Supplied material Start Marker

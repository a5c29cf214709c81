//! Type symbols and the type registry.
//!
//! Primitive types are interned once per compilation as canonical,
//! identity-comparable symbols: two `TypeRef`s denote the same type
//! exactly when their serial ids are equal.

use crate::compiler::interner::{Interner, NameId};
use std::fmt;
use std::rc::Rc;

/// The kind of a type symbol.
#[derive(Debug, Clone, Copy, PartialEq, Eq)]
pub enum TypeKind {
    /// The unit type of value-less functions.
    None,
    Int64,
    Float64,
    Bool,
    String,
    /// Placeholder substituted when a type cannot be determined.
    Error,
    /// A type declared in source (reserved; the language currently has
    /// no user-defined composite types).
    Defined,
}

impl fmt::Display for TypeKind {
    fn fmt(&self, f: &mut fmt::Formatter<'_>) -> fmt::Result {
        let name = match self {
            TypeKind::None => "none",
            TypeKind::Int64 => "int64",
            TypeKind::Float64 => "float64",
            TypeKind::Bool => "bool",
            TypeKind::String => "string",
            TypeKind::Error => "<error>",
            TypeKind::Defined => "<defined>",
        };
        write!(f, "{}", name)
    }
}

/// A canonical type. Created once by the registry, never mutated.
#[derive(Debug)]
pub struct TypeSymbol {
    pub serial: u32,
    pub name: NameId,
    pub kind: TypeKind,
}

/// Shared handle to a canonical type symbol.
pub type TypeRef = Rc<TypeSymbol>;

impl PartialEq for TypeSymbol {
    fn eq(&self, other: &Self) -> bool {
        self.serial == other.serial
    }
}

impl Eq for TypeSymbol {}

impl fmt::Display for TypeSymbol {
    fn fmt(&self, f: &mut fmt::Formatter<'_>) -> fmt::Result {
        write!(f, "{}", self.kind)
    }
}

impl TypeSymbol {
    pub fn is_numeric(&self) -> bool {
        matches!(self.kind, TypeKind::Int64 | TypeKind::Float64)
    }

    pub fn is_primitive(&self) -> bool {
        matches!(
            self.kind,
            TypeKind::Int64 | TypeKind::Float64 | TypeKind::Bool | TypeKind::String
        )
    }

    pub fn is_none(&self) -> bool {
        self.kind == TypeKind::None
    }

    pub fn is_error(&self) -> bool {
        self.kind == TypeKind::Error
    }
}

/// Interns the primitive types and mints serial ids for declared ones.
#[derive(Debug)]
pub struct TypeRegistry {
    none: TypeRef,
    int64: TypeRef,
    float64: TypeRef,
    bool_: TypeRef,
    string: TypeRef,
    error: TypeRef,
    next_serial: u32,
}

impl TypeRegistry {
    pub fn new(interner: &mut Interner) -> Self {
        let mut next_serial = 0;
        let mut primitive = |name: &str, kind: TypeKind| {
            let serial = next_serial;
            next_serial += 1;
            Rc::new(TypeSymbol {
                serial,
                name: interner.intern(name),
                kind,
            })
        };
        let none = primitive("none", TypeKind::None);
        let int64 = primitive("int64", TypeKind::Int64);
        let float64 = primitive("float64", TypeKind::Float64);
        let bool_ = primitive("bool", TypeKind::Bool);
        let string = primitive("string", TypeKind::String);
        let error = primitive("?", TypeKind::Error);
        Self {
            none,
            int64,
            float64,
            bool_,
            string,
            error,
            next_serial,
        }
    }

    pub fn none(&self) -> TypeRef {
        Rc::clone(&self.none)
    }

    pub fn int64(&self) -> TypeRef {
        Rc::clone(&self.int64)
    }

    pub fn float64(&self) -> TypeRef {
        Rc::clone(&self.float64)
    }

    pub fn bool(&self) -> TypeRef {
        Rc::clone(&self.bool_)
    }

    pub fn string(&self) -> TypeRef {
        Rc::clone(&self.string)
    }

    pub fn error(&self) -> TypeRef {
        Rc::clone(&self.error)
    }

    /// Mint a locally-declared type symbol.
    pub fn declare(&mut self, name: NameId) -> TypeRef {
        let serial = self.next_serial;
        self.next_serial += 1;
        Rc::new(TypeSymbol {
            serial,
            name,
            kind: TypeKind::Defined,
        })
    }

    /// All primitive types that may appear in a source annotation,
    /// in registration order.
    pub fn annotatable(&self) -> [TypeRef; 5] {
        [
            self.none(),
            self.int64(),
            self.float64(),
            self.bool(),
            self.string(),
        ]
    }
}

#[cfg(test)]
mod tests {
    use super::*;

    #[test]
    fn test_primitive_identity() {
        let mut interner = Interner::new();
        let registry = TypeRegistry::new(&mut interner);
        assert_eq!(registry.int64(), registry.int64());
        assert_ne!(registry.int64(), registry.float64());
        assert_ne!(registry.none(), registry.error());
    }

    #[test]
    fn test_predicates() {
        let mut interner = Interner::new();
        let registry = TypeRegistry::new(&mut interner);
        assert!(registry.int64().is_numeric());
        assert!(registry.float64().is_numeric());
        assert!(!registry.bool().is_numeric());
        assert!(registry.string().is_primitive());
        assert!(!registry.none().is_primitive());
        assert!(registry.none().is_none());
        assert!(registry.error().is_error());
    }

    #[test]
    fn test_declared_types_are_distinct() {
        let mut interner = Interner::new();
        let mut registry = TypeRegistry::new(&mut interner);
        let name = interner.intern("point");
        let a = registry.declare(name);
        let b = registry.declare(name);
        assert_ne!(a, b);
        assert_eq!(a.kind, TypeKind::Defined);
    }

    #[test]
    fn test_display() {
        let mut interner = Interner::new();
        let registry = TypeRegistry::new(&mut interner);
        assert_eq!(registry.int64().to_string(), "int64");
        assert_eq!(registry.string().to_string(), "string");
    }
}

Supplied material End Marker

*Task to complete*
Copy task for the entries above: every line with the string "struct".

*Answer*
pub struct TypeSymbol {
pub struct TypeRegistry {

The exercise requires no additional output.